その言葉の意味は、彼もよくよく理解していた。
アフェートがここから外に出ない理由。
それは、この平穏を守るため。
天界は完璧に安全で、平穏な世界だ。
故に、此処が一番であると考える天使が多い。
アフェートもそうかと言えば、その実そうではない。
地上に憧れを抱き、少なからず天界のあり方に疑問も抱いている。
しかしそのあり方は、考え方は、天界においては「異端」なのだ。
天使たちは、自分達と異なるものを恐れ、迫害する。
それは、「悪」に繋がるかもしれないから、と。
そうした迫害を、アフェートは恐れていた。
アフェートは天界のあり方や天使たちのあり方を理解した上で、ただ人間界に焦がれているだけなのだ。
嘘をつけない自分では、もしかしたら外にいるときに地上への憧れを隠せないかもしれない。
一度地上に下りて仕舞えば、此処に戻りたくなくなるかもしれないとも確かに思っていて、そんな思考を持てば当然、「異端」だ。
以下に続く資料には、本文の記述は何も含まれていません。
//! Mesh Benchmarks
//!
//! Subdivision, adjacency, normal generation and smoothing on grids and
//! spheres of increasing resolution

use std::hint::black_box;

use criterion::{BatchSize, BenchmarkId, Criterion, criterion_group, criterion_main};
use tessera_core::{AdjacencyPolicy, NormalConfig, SmoothingConfig, SubdivisionConfig, TaubinConfig};
use tessera_mesh::generators::{cube, quad_grid, uv_sphere};
use tessera_mesh::{index_buffer, subdivide};

fn bench_subdivide(c: &mut Criterion) {
    let mut group = c.benchmark_group("subdivide");

    for threshold in [0.5f32, 0.25, 0.125].iter() {
        let config = SubdivisionConfig {
            max_edge_length: *threshold,
            max_depth: 8,
        };
        group.bench_with_input(BenchmarkId::from_parameter(threshold), &config, |b, config| {
            let mesh = cube();
            b.iter(|| black_box(subdivide(&mesh, config)));
        });
    }

    group.finish();
}

fn bench_adjacency(c: &mut Criterion) {
    let mut group = c.benchmark_group("adjacency_index_buffer");

    for segments in [16u32, 64, 256].iter() {
        let mesh = uv_sphere(*segments, *segments / 2, 1.0);
        group.bench_with_input(BenchmarkId::from_parameter(segments), &mesh, |b, mesh| {
            b.iter(|| black_box(index_buffer(mesh, Some(AdjacencyPolicy::Sentinel))));
        });
    }

    group.finish();
}

fn bench_normals(c: &mut Criterion) {
    let mut group = c.benchmark_group("normals");

    for segments in [16u32, 64, 256].iter() {
        let mesh = uv_sphere(*segments, *segments / 2, 1.0);

        group.bench_with_input(BenchmarkId::new("flat", segments), &mesh, |b, mesh| {
            b.iter_batched(
                || mesh.clone(),
                |mut mesh| {
                    let _ = mesh.generate_normals();
                    mesh
                },
                BatchSize::LargeInput,
            );
        });

        group.bench_with_input(BenchmarkId::new("smooth_3", segments), &mesh, |b, mesh| {
            b.iter_batched(
                || mesh.clone(),
                |mut mesh| {
                    let _ = mesh.generate_smooth_normals(3);
                    mesh
                },
                BatchSize::LargeInput,
            );
        });

        let config = NormalConfig::default();
        group.bench_with_input(BenchmarkId::new("disconnected", segments), &mesh, |b, mesh| {
            b.iter_batched(
                || mesh.clone(),
                |mut mesh| {
                    let _ = mesh.generate_smooth_normals_disconnected(&config);
                    mesh
                },
                BatchSize::LargeInput,
            );
        });
    }

    group.finish();
}

fn bench_smoothing(c: &mut Criterion) {
    let mut group = c.benchmark_group("smoothing");

    for cells in [32u32, 128, 512].iter() {
        let mesh = quad_grid(*cells, *cells, 1.0, 1.0);

        let laplacian = SmoothingConfig {
            update_normals: false,
            ..SmoothingConfig::default()
        };
        group.bench_with_input(BenchmarkId::new("laplacian", cells), &mesh, |b, mesh| {
            b.iter_batched(
                || mesh.clone(),
                |mut mesh| {
                    let _ = mesh.laplacian_smoothing(&laplacian);
                    mesh
                },
                BatchSize::LargeInput,
            );
        });

        let taubin = TaubinConfig {
            update_normals: false,
            ..TaubinConfig::default()
        };
        group.bench_with_input(BenchmarkId::new("taubin", cells), &mesh, |b, mesh| {
            b.iter_batched(
                || mesh.clone(),
                |mut mesh| {
                    let _ = mesh.adaptive_taubin_smoothing(&taubin);
                    mesh
                },
                BatchSize::LargeInput,
            );
        });
    }

    group.finish();
}

criterion_group!(benches, bench_subdivide, bench_adjacency, bench_normals, bench_smoothing);
criterion_main!(benches);
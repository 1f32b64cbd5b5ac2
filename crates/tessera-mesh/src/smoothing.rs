//! Position smoothing
//!
//! Both smoothers are Jacobi iterations: every pass computes all new
//! positions from the previous pass in parallel, then swaps buffers.

use rayon::prelude::*;
use tessera_core::math::Vec3;
use tessera_core::{Dirty, SmoothingConfig, TaubinConfig};

use crate::GeometryResult;
use crate::adjacency::{VertexNeighbors, boundary_vertices};
use crate::mesh::Mesh;

/// Cotangent weight per (vertex, neighbour) pair, laid out alongside
/// [`VertexNeighbors`]
struct CotanWeights {
    rings: VertexNeighbors,
    weights: Vec<f32>,
}

impl CotanWeights {
    /// For each directed edge `(vs[i], vs[i+1])` of every triangle the weight
    /// `0.5 / (tan(angle at vs[i+2]) + epsilon)` is added to both orderings
    /// of the pair, so interior edges sum the contributions of both sides.
    fn build(positions: &[Vec3], triangles: &[[u32; 3]], epsilon: f32) -> Self {
        let rings = VertexNeighbors::build(positions.len(), triangles);
        let mut weights = vec![0.0f32; rings.pair_count()];

        for vs in triangles {
            for i in 0..3 {
                let (u, v, apex) = (vs[i], vs[(i + 1) % 3], vs[(i + 2) % 3]);
                let origin = positions[apex as usize];
                let e1 = (positions[u as usize] - origin).normalize_or_zero();
                let e2 = (positions[v as usize] - origin).normalize_or_zero();
                let angle = e1.dot(e2).clamp(-1.0, 1.0).acos();
                let w = 0.5 / (angle.tan() + epsilon);

                for (from, to) in [(u, v), (v, u)] {
                    let range = rings.range(from as usize);
                    if let Ok(slot) = rings.of(from as usize).binary_search(&to) {
                        weights[range.start + slot] += w;
                    }
                }
            }
        }

        Self { rings, weights }
    }

    /// Neighbours of `v` with their summed weights
    fn of(&self, v: usize) -> impl Iterator<Item = (u32, f32)> + '_ {
        let range = self.rings.range(v);
        self.rings
            .of(v)
            .iter()
            .copied()
            .zip(self.weights[range].iter().copied())
    }
}

impl Mesh {
    /// Umbrella smoothing: every vertex moves to the plain mean of its
    /// distinct neighbours. Vertices without neighbours stay put, as do
    /// boundary vertices when `config.lock_boundary` is set.
    ///
    /// Boundary locking is on by default. Turn it off for the plain umbrella
    /// operator, which also pulls open borders inward.
    pub fn laplacian_smoothing(&mut self, config: &SmoothingConfig) -> Dirty {
        if config.iterations == 0 {
            return Dirty::CLEAN;
        }
        let _span = tracing::debug_span!("laplacian_smoothing", iterations = config.iterations).entered();

        let (rings, locked) = {
            let triangles = self.usable_triangles("laplacian_smoothing");
            let rings = VertexNeighbors::build(self.vertex_count(), &triangles);
            let locked = if config.lock_boundary {
                boundary_vertices(self.vertex_count(), &triangles)
            } else {
                vec![false; self.vertex_count()]
            };
            (rings, locked)
        };
        log::debug!(
            "Laplacian smoothing: {} pass(es), {} locked vertex(es)",
            config.iterations,
            locked.iter().filter(|&&l| l).count()
        );

        for _ in 0..config.iterations {
            let current = &self.positions;
            let next: Vec<Vec3> = current
                .par_iter()
                .enumerate()
                .map(|(v, &p)| {
                    let ring = rings.of(v);
                    if locked[v] || ring.is_empty() {
                        return p;
                    }
                    let sum: Vec3 = ring.iter().map(|&u| current[u as usize]).sum();
                    sum / ring.len() as f32
                })
                .collect();
            self.positions = next;
        }

        if config.update_normals {
            let _ = self.generate_normals();
        }
        Dirty::CHANGED
    }

    /// Cotangent-weighted smoothing: every vertex moves `config.step` of the
    /// way toward the weighted mean of its neighbours. Vertices whose weights
    /// do not sum to a positive value stay put.
    ///
    /// With colors present and `config.write_color_variance` set, the colors
    /// are replaced by the per-channel variance of each vertex's color and
    /// its neighbours' colors.
    pub fn adaptive_taubin_smoothing(&mut self, config: &TaubinConfig) -> GeometryResult<Dirty> {
        config.validate()?;
        if config.iterations == 0 {
            return Ok(Dirty::CLEAN);
        }
        let _span = tracing::debug_span!("taubin_smoothing", iterations = config.iterations).entered();

        let weights = {
            let triangles = self.usable_triangles("adaptive_taubin_smoothing");
            CotanWeights::build(&self.positions, &triangles, config.cotan_epsilon)
        };

        if config.write_color_variance && self.has_colors() {
            self.colors = neighbourhood_variance(&self.colors, &weights.rings);
        }

        let step = config.step;
        for _ in 0..config.iterations {
            let current = &self.positions;
            let next: Vec<Vec3> = current
                .par_iter()
                .enumerate()
                .map(|(v, &p)| {
                    let (weighted, total) = weights
                        .of(v)
                        .fold((Vec3::ZERO, 0.0f32), |(acc, total), (u, w)| {
                            (acc + current[u as usize] * w, total + w)
                        });
                    if total > 0.0 {
                        p + (weighted / total - p) * step
                    } else {
                        p
                    }
                })
                .collect();
            self.positions = next;
        }

        if config.update_normals {
            let _ = self.generate_normals();
        }
        Ok(Dirty::CHANGED)
    }
}

/// Population variance per channel over each vertex and its 1-ring
fn neighbourhood_variance(colors: &[Vec3], rings: &VertexNeighbors) -> Vec<Vec3> {
    (0..colors.len())
        .into_par_iter()
        .map(|v| {
            let ring = rings.of(v);
            let count = (ring.len() + 1) as f32;
            let mean = (colors[v] + ring.iter().map(|&u| colors[u as usize]).sum::<Vec3>()) / count;
            let spread = |c: Vec3| (c - mean) * (c - mean);
            (spread(colors[v]) + ring.iter().map(|&u| spread(colors[u as usize])).sum::<Vec3>()) / count
        })
        .collect()
}

#[cfg(test)]
mod tests {
    use super::*;
    use crate::generators::{cube, quad_grid, triangle};

    fn laplacian(iterations: u32, lock_boundary: bool) -> SmoothingConfig {
        SmoothingConfig {
            iterations,
            update_normals: false,
            lock_boundary,
        }
    }

    fn taubin(iterations: u32) -> TaubinConfig {
        TaubinConfig {
            iterations,
            update_normals: false,
            ..TaubinConfig::default()
        }
    }

    /// 3x3 vertex grid with the centre lifted off the plane
    fn bumped_grid() -> Mesh {
        let mut grid = quad_grid(2, 2, 2.0, 2.0);
        let mut positions = grid.positions().to_vec();
        positions[4].z = 1.0;
        let _ = grid.set_positions(positions);
        grid
    }

    #[test]
    fn test_zero_iterations_is_noop() {
        let mut mesh = bumped_grid();
        let before = mesh.clone();
        assert!(!mesh.laplacian_smoothing(&laplacian(0, false)).is_dirty());
        assert!(!mesh.adaptive_taubin_smoothing(&taubin(0)).unwrap().is_dirty());
        assert_eq!(mesh, before);
    }

    #[test]
    fn test_single_triangle_is_fixed() {
        let mut mesh = triangle();
        let before = mesh.positions().to_vec();
        assert!(mesh.laplacian_smoothing(&laplacian(1, true)).is_dirty());
        assert_eq!(mesh.positions(), before.as_slice());
    }

    #[test]
    fn test_unlocked_triangle_rotates_neighbours() {
        let mut mesh = triangle();
        let _ = mesh.laplacian_smoothing(&laplacian(1, false));
        assert_eq!(mesh.position(0), (Vec3::X + Vec3::Y) * 0.5);
        assert_eq!(mesh.position(1), Vec3::Y * 0.5);
        assert_eq!(mesh.position(2), Vec3::X * 0.5);
    }

    #[test]
    fn test_laplacian_flattens_interior() {
        let mut mesh = bumped_grid();
        let _ = mesh.laplacian_smoothing(&laplacian(1, true));
        // The centre sees its 6 neighbours, all on the plane.
        assert_eq!(mesh.position(4), Vec3::new(1.0, 1.0, 0.0));
        assert_eq!(mesh.position(0), Vec3::ZERO);
    }

    #[test]
    fn test_laplacian_shrinks_closed_mesh() {
        let mut mesh = cube();
        let _ = mesh.laplacian_smoothing(&laplacian(3, true));
        for p in mesh.positions() {
            assert!(p.length() < 3.0f32.sqrt());
        }
    }

    #[test]
    fn test_laplacian_updates_normals() {
        let mut mesh = bumped_grid();
        let _ = mesh.set_normals(Vec::new());
        let config = SmoothingConfig {
            iterations: 2,
            ..SmoothingConfig::default()
        };
        let _ = mesh.laplacian_smoothing(&config);
        assert!(mesh.has_normals());
    }

    #[test]
    fn test_isolated_vertex_stays() {
        let mut mesh = triangle();
        let mut positions = mesh.positions().to_vec();
        positions.push(Vec3::splat(3.0));
        let _ = mesh.set_positions(positions);
        let _ = mesh.laplacian_smoothing(&laplacian(2, false));
        assert_eq!(mesh.position(3), Vec3::splat(3.0));
    }

    #[test]
    fn test_cotan_weights_are_symmetric() {
        let grid = quad_grid(2, 2, 1.0, 1.0);
        let weights = CotanWeights::build(grid.positions(), grid.triangles(), 1e-5);
        for v in 0..grid.vertex_count() {
            for (u, w) in weights.of(v) {
                let back = weights.of(u as usize).find(|&(x, _)| x as usize == v).map(|(_, w)| w);
                assert_eq!(back, Some(w));
            }
        }
    }

    #[test]
    fn test_cotan_weight_of_right_angle() {
        // Legs meet at the origin with a right angle, so the hypotenuse
        // weight is ~0 and each leg gets 0.5 / tan(45 deg).
        let mesh = triangle();
        let weights = CotanWeights::build(mesh.positions(), mesh.triangles(), 1e-5);
        let w = |a: usize, b: u32| weights.of(a).find(|&(x, _)| x == b).map(|(_, w)| w).unwrap();
        assert!(w(1, 2).abs() < 1e-3);
        assert!((w(0, 1) - 0.5).abs() < 1e-3);
        assert!((w(0, 2) - 0.5).abs() < 1e-3);
    }

    #[test]
    fn test_taubin_pulls_bump_down() {
        let mut mesh = bumped_grid();
        let _ = mesh.adaptive_taubin_smoothing(&taubin(1)).unwrap();
        let z = mesh.position(4).z;
        assert!(z < 1.0 && z > 0.0, "z = {z}");
    }

    #[test]
    fn test_taubin_keeps_flat_grid_flat() {
        let mut mesh = quad_grid(4, 4, 1.0, 1.0);
        let _ = mesh.adaptive_taubin_smoothing(&taubin(3)).unwrap();
        assert!(mesh.positions().iter().all(|p| p.z == 0.0));
    }

    #[test]
    fn test_taubin_writes_color_variance() {
        let mut mesh = triangle();
        let _ = mesh.set_colors(vec![Vec3::ZERO, Vec3::ONE, Vec3::ZERO]);
        let _ = mesh.adaptive_taubin_smoothing(&taubin(1)).unwrap();
        // Every vertex sees all three colors: mean 1/3, variance 2/9.
        for c in mesh.colors() {
            assert!((*c - Vec3::splat(2.0 / 9.0)).length() < 1e-6);
        }

        let mut untouched = triangle();
        let _ = untouched.set_colors(vec![Vec3::ZERO, Vec3::ONE, Vec3::ZERO]);
        let config = TaubinConfig {
            write_color_variance: false,
            ..taubin(1)
        };
        let _ = untouched.adaptive_taubin_smoothing(&config).unwrap();
        assert_eq!(untouched.colors()[1], Vec3::ONE);
    }

    #[test]
    fn test_taubin_rejects_bad_step() {
        let mut mesh = triangle();
        let config = TaubinConfig {
            step: 0.0,
            ..taubin(1)
        };
        assert!(mesh.adaptive_taubin_smoothing(&config).is_err());
    }
}
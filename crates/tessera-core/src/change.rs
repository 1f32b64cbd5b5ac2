//! Change tracking between geometry edits and buffer uploads
//!
//! Mutating mesh operations return a [`Dirty`] value instead of flipping a
//! shared flag. Callers fold those values into an [`UploadState`] owned by
//! whatever re-uploads the buffers, which clears it once the upload happened.

/// Whether an operation touched the mesh buffers
#[must_use = "fold this into an UploadState so the buffers get re-uploaded"]
#[derive(Debug, Clone, Copy, PartialEq, Eq, Default)]
pub struct Dirty(bool);

impl Dirty {
    /// The buffers were left untouched
    pub const CLEAN: Self = Self(false);
    /// At least one buffer changed
    pub const CHANGED: Self = Self(true);

    /// Build from a plain flag
    pub fn from_changed(changed: bool) -> Self {
        Self(changed)
    }

    /// Did the operation change anything
    pub fn is_dirty(self) -> bool {
        self.0
    }

    /// Combine two results
    pub fn or(self, other: Dirty) -> Dirty {
        Dirty(self.0 || other.0)
    }
}

/// Pending-upload tracker owned by the buffer uploader
#[derive(Debug, Clone, Default)]
pub struct UploadState {
    dirty: bool,
    edits: u64,
}

impl UploadState {
    /// Create a clean state
    pub fn new() -> Self {
        Self::default()
    }

    /// Record the outcome of an operation
    pub fn mark(&mut self, change: Dirty) {
        if change.is_dirty() {
            self.dirty = true;
            self.edits += 1;
        }
    }

    /// Buffers must be re-uploaded
    pub fn needs_upload(&self) -> bool {
        self.dirty
    }

    /// Number of changing edits recorded since creation
    pub fn edit_count(&self) -> u64 {
        self.edits
    }

    /// Called by the uploader: returns whether an upload was due and clears it
    pub fn take(&mut self) -> bool {
        std::mem::take(&mut self.dirty)
    }
}
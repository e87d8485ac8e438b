//! Embedding model wrapper for fastembed.
//!
//! Provides the `Embedder` seam used by ingestion and search, and its
//! fastembed implementation:
//! - Model download with configurable cache directory on first use
//! - Batch embedding generation

use fastembed::{InitOptions, TextEmbedding};
use std::path::PathBuf;
use std::sync::Mutex;
use std::time::Duration;

/// Default download timeout for model files (5 minutes)
const DEFAULT_DOWNLOAD_TIMEOUT: Duration = Duration::from_secs(300);

/// Normalized model names and the fastembed models they load.
const SUPPORTED_MODELS: &[(&str, fastembed::EmbeddingModel)] = &[
    ("allminilml6v2", fastembed::EmbeddingModel::AllMiniLML6V2),
    ("allminilml6v2q", fastembed::EmbeddingModel::AllMiniLML6V2Q),
    ("bgesmallenv15", fastembed::EmbeddingModel::BGESmallENV15),
    ("bgebaseenv15", fastembed::EmbeddingModel::BGEBaseENV15),
];

/// Error type for embedding operations
#[derive(Debug, thiserror::Error)]
pub enum EmbeddingError {
    #[error("Model initialization failed: {0}")]
    InitFailed(String),

    #[error("Embedding generation failed: {0}")]
    EmbeddingFailed(String),

    #[error("Invalid model name: {0}")]
    InvalidModel(String),
}

/// Maps text to fixed-length vectors. Must be deterministic for a given model.
pub trait Embedder: Send + Sync {
    /// Embed all texts in one call, preserving order.
    fn embed_batch(&self, texts: &[String]) -> Result<Vec<Vec<f32>>, EmbeddingError>;

    fn model_name(&self) -> &str;

    fn dimensions(&self) -> usize;

    fn embed(&self, text: &str) -> Result<Vec<f32>, EmbeddingError> {
        self.embed_batch(&[text.to_string()])?
            .into_iter()
            .next()
            .ok_or_else(|| EmbeddingError::EmbeddingFailed("No embedding returned".to_string()))
    }

    /// SHA256 of the normalized model name, used to tag persisted collections.
    fn model_id_hash(&self) -> [u8; 32] {
        model_id_hash(self.model_name())
    }
}

/// Lowercase ASCII alphanumerics of a model name, so spelling variants of one model compare equal.
fn normalize_model_name(name: &str) -> String {
    name.chars()
        .filter(|c| c.is_ascii_alphanumeric())
        .map(|c| c.to_ascii_lowercase())
        .collect()
}

pub fn model_id_hash(model_name: &str) -> [u8; 32] {
    use sha2::{Digest, Sha256};
    let mut hasher = Sha256::new();
    hasher.update(normalize_model_name(model_name).as_bytes());
    hasher.finalize().into()
}

/// Wrapper around fastembed's TextEmbedding model.
/// Uses a Mutex because fastembed's embed() requires &mut self.
pub struct EmbeddingModel {
    model: Mutex<TextEmbedding>,
    model_name: String,
    dimensions: usize,
}

impl EmbeddingModel {
    /// Create a new embedding model with the given name.
    ///
    /// The model will be downloaded on first use if not cached.
    /// Models are cached in the `models/` subdirectory of `cache_dir`.
    pub fn new(
        model_name: &str,
        cache_dir: PathBuf,
        download_timeout: Option<Duration>,
    ) -> Result<Self, EmbeddingError> {
        let model_enum = Self::parse_model_name(model_name)?;
        let timeout = download_timeout.unwrap_or(DEFAULT_DOWNLOAD_TIMEOUT);

        let models_dir = cache_dir.join("models");
        std::fs::create_dir_all(&models_dir).map_err(|e| {
            EmbeddingError::InitFailed(format!("Failed to create models directory: {}", e))
        })?;

        log::info!(
            "loading embedding model '{model_name}' (download timeout {}s)",
            timeout.as_secs()
        );

        let options = InitOptions::new(model_enum)
            .with_cache_dir(models_dir)
            .with_show_download_progress(true);

        let mut model = TextEmbedding::try_new(options)
            .map_err(|e| EmbeddingError::InitFailed(e.to_string()))?;

        let dimensions = Self::detect_dimensions(&mut model)?;

        Ok(Self {
            model: Mutex::new(model),
            model_name: model_name.to_string(),
            dimensions,
        })
    }

    /// Resolve a configured model name, ignoring case and punctuation.
    fn parse_model_name(name: &str) -> Result<fastembed::EmbeddingModel, EmbeddingError> {
        let wanted = normalize_model_name(name);

        SUPPORTED_MODELS
            .iter()
            .find(|(alias, _)| *alias == wanted)
            .map(|(_, model)| model.clone())
            .ok_or_else(|| {
                EmbeddingError::InvalidModel(format!(
                    "{name} (supported: all-MiniLM-L6-v2, all-MiniLM-L6-v2-q, bge-small-en-v1.5, bge-base-en-v1.5)"
                ))
            })
    }

    /// Probe the model to determine embedding dimensions.
    fn detect_dimensions(model: &mut TextEmbedding) -> Result<usize, EmbeddingError> {
        let test_embeddings = model
            .embed(vec!["test"], None)
            .map_err(|e| EmbeddingError::InitFailed(format!("Failed to detect dimensions: {}", e)))?;

        test_embeddings
            .first()
            .map(|v| v.len())
            .ok_or_else(|| EmbeddingError::InitFailed("Model returned no embedding".to_string()))
    }
}

impl Embedder for EmbeddingModel {
    fn embed_batch(&self, texts: &[String]) -> Result<Vec<Vec<f32>>, EmbeddingError> {
        if texts.is_empty() {
            return Ok(vec![]);
        }

        let mut model = self.model.lock().map_err(|e| {
            EmbeddingError::EmbeddingFailed(format!("Failed to acquire model lock: {}", e))
        })?;

        model
            .embed(texts.to_vec(), None)
            .map_err(|e| EmbeddingError::EmbeddingFailed(e.to_string()))
    }

    fn model_name(&self) -> &str {
        &self.model_name
    }

    fn dimensions(&self) -> usize {
        self.dimensions
    }
}
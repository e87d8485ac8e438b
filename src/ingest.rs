//! Dataset ingestion: line-delimited question records -> embeddings -> collection.

use std::fs::File;
use std::io::{BufRead, BufReader};
use std::path::Path;

use anyhow::Context;
use indicatif::{ProgressBar, ProgressStyle};

use crate::question::{prepare_record, PreparedRecord};
use crate::semantic::{Embedder, UpsertBatch, VectorStore};

pub const DEFAULT_BATCH_SIZE: usize = 100;

#[derive(Debug, Clone)]
pub struct IngestOptions {
    pub batch_size: usize,
    pub show_progress: bool,
}

impl Default for IngestOptions {
    fn default() -> Self {
        Self {
            batch_size: DEFAULT_BATCH_SIZE,
            show_progress: false,
        }
    }
}

#[derive(Debug, Clone, Default, PartialEq, Eq)]
pub struct IngestReport {
    /// Non-blank lines read
    pub records: usize,
    pub indexed: usize,
    /// Records without an id or title
    pub skipped: usize,
    /// Upsert calls made
    pub batches: usize,
}

/// Ingest a dataset file into `store`, then persist it.
pub fn ingest_file(
    path: &Path,
    embedder: &dyn Embedder,
    store: &mut dyn VectorStore,
    opts: &IngestOptions,
) -> anyhow::Result<IngestReport> {
    let file = File::open(path).with_context(|| format!("failed to open dataset {}", path.display()))?;
    ingest_reader(BufReader::new(file), embedder, store, opts)
}

/// Ingest line-delimited JSON records from `reader`.
///
/// Any parse, embedding or storage failure aborts the run. Batches already
/// upserted stay in `store` but are only persisted when the whole input succeeds.
pub fn ingest_reader<R: BufRead>(
    reader: R,
    embedder: &dyn Embedder,
    store: &mut dyn VectorStore,
    opts: &IngestOptions,
) -> anyhow::Result<IngestReport> {
    anyhow::ensure!(opts.batch_size > 0, "batch size must be greater than 0");

    let progress = if opts.show_progress {
        let bar = ProgressBar::new_spinner();
        if let Ok(style) = ProgressStyle::with_template("{spinner} {msg}: {pos} records [{elapsed}]") {
            bar.set_style(style);
        }
        bar.set_message("Processing questions");
        bar
    } else {
        ProgressBar::hidden()
    };

    let mut report = IngestReport::default();
    let mut pending: Vec<PreparedRecord> = Vec::with_capacity(opts.batch_size);

    for (line_no, line) in reader.lines().enumerate() {
        let line = line.with_context(|| format!("failed to read line {}", line_no + 1))?;
        if line.trim().is_empty() {
            continue;
        }

        let value: serde_json::Value = serde_json::from_str(&line)
            .with_context(|| format!("line {} is not valid JSON", line_no + 1))?;
        report.records += 1;
        progress.inc(1);

        let Some(record) = prepare_record(value) else {
            report.skipped += 1;
            continue;
        };

        pending.push(record);

        if pending.len() >= opts.batch_size {
            flush_batch(&mut pending, embedder, store, &mut report)?;
        }
    }

    if !pending.is_empty() {
        flush_batch(&mut pending, embedder, store, &mut report)?;
    }

    progress.finish_and_clear();

    store.persist().context("failed to persist collection")?;

    log::info!(
        "ingested {} of {} records in {} batches ({} skipped)",
        report.indexed,
        report.records,
        report.batches,
        report.skipped
    );

    Ok(report)
}

fn flush_batch(
    pending: &mut Vec<PreparedRecord>,
    embedder: &dyn Embedder,
    store: &mut dyn VectorStore,
    report: &mut IngestReport,
) -> anyhow::Result<()> {
    let mut batch = UpsertBatch::default();
    for record in pending.drain(..) {
        batch.ids.push(record.id);
        batch.documents.push(record.document);
        batch.metadatas.push(record.metadata);
    }

    batch.embeddings = embedder
        .embed_batch(&batch.documents)
        .context("failed to embed batch")?;

    let size = batch.len();
    store.upsert(batch).context("failed to upsert batch")?;

    report.indexed += size;
    report.batches += 1;
    log::debug!("upserted batch {} ({size} records)", report.batches);

    Ok(())
}
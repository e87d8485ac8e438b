use crate::semantic::{CollectionError, EmbeddingError};

#[derive(thiserror::Error, Debug)]
pub enum AppError {
    #[error("{0}")]
    InvalidInput(String),

    #[error("{0}")]
    NotFound(String),

    #[error("upstream error: {0}")]
    Upstream(String),

    #[error("reqwest error: {0}")]
    Reqwest(#[from] reqwest::Error),

    #[error("embedding error: {0}")]
    Embedding(#[from] EmbeddingError),

    #[error("collection error: {0}")]
    Collection(#[from] CollectionError),
}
それを責められるのが怖くて、彼は見知った者しか訪れないこの館に一人で引きこもっているのだ。
天使たちを糾弾したいわけではない。
この場所を捨ててまで地上に行きたいとも思い切れない。
地上にも確かに仲間はいるけれど、その仲間、友人たちにはすでに「大切な人」がいる。
そんな中に飛び込んでいって、万が一天界に帰れなくなった時、一人きりになるのはとても耐えられないと思っていた。
それでも、地上への興味は捨てきれない。
だから、カライスがこうして訪ねてきたときに、土産話を強請るのだ。
怠惰ではないとカライスは思っている。
彼なりの、防衛策なのだと。
よく先のことを考えられる彼だからこその悩みなのだろうなと、カライスは思っていた。
「カライスも、そういうタイプだと思ってた」
アフェートはそういって、笑う。
カライスはぱちと青の目を瞬かせて、彼に問うた。
「私があっさりと地上に降りたのは意外だったか?」
「うん、とても」
迷わず頷く、アフェート。
少しだけ視線を逃して、カライスは質問を重ねる。
「……失望したか?」
自分の行動は、天界にとっては確かに裏切りであり、「異端」なのだろう。
そんな自分に対して失望したかとアフェートに問う。
その問いかけに、アフェートはゆるゆるとくびをふった。
「いいや、そんなことはないよ。
羨ましいなぁ、って、それだけ」
私は臆病だから真似できないんだよ、と彼は笑う。
カライスはそれを聞いて一瞬開きかけた口を閉じ、頷いた。
「……そうか」
もう一度誘おうかと思った。
考えているだけでは何も変わらないのだから、と。
しかし、変わることを恐れる彼にそれを言うのは良くないだろう。
そもそも実際地上に降りたとき、アフェートが地上が楽しいと感じるかはわからない。
天界に戻りたい、天の生活の方が良いと感じたとしても何か起きてからでは遅いのだ。
大天使ならばいざ知らず、自分程度の力では、傷ついた天使を天界に戻す術などない。
かといって彼に何も危険がないように守るだけの力もないことをカライスはよくよく理解していた。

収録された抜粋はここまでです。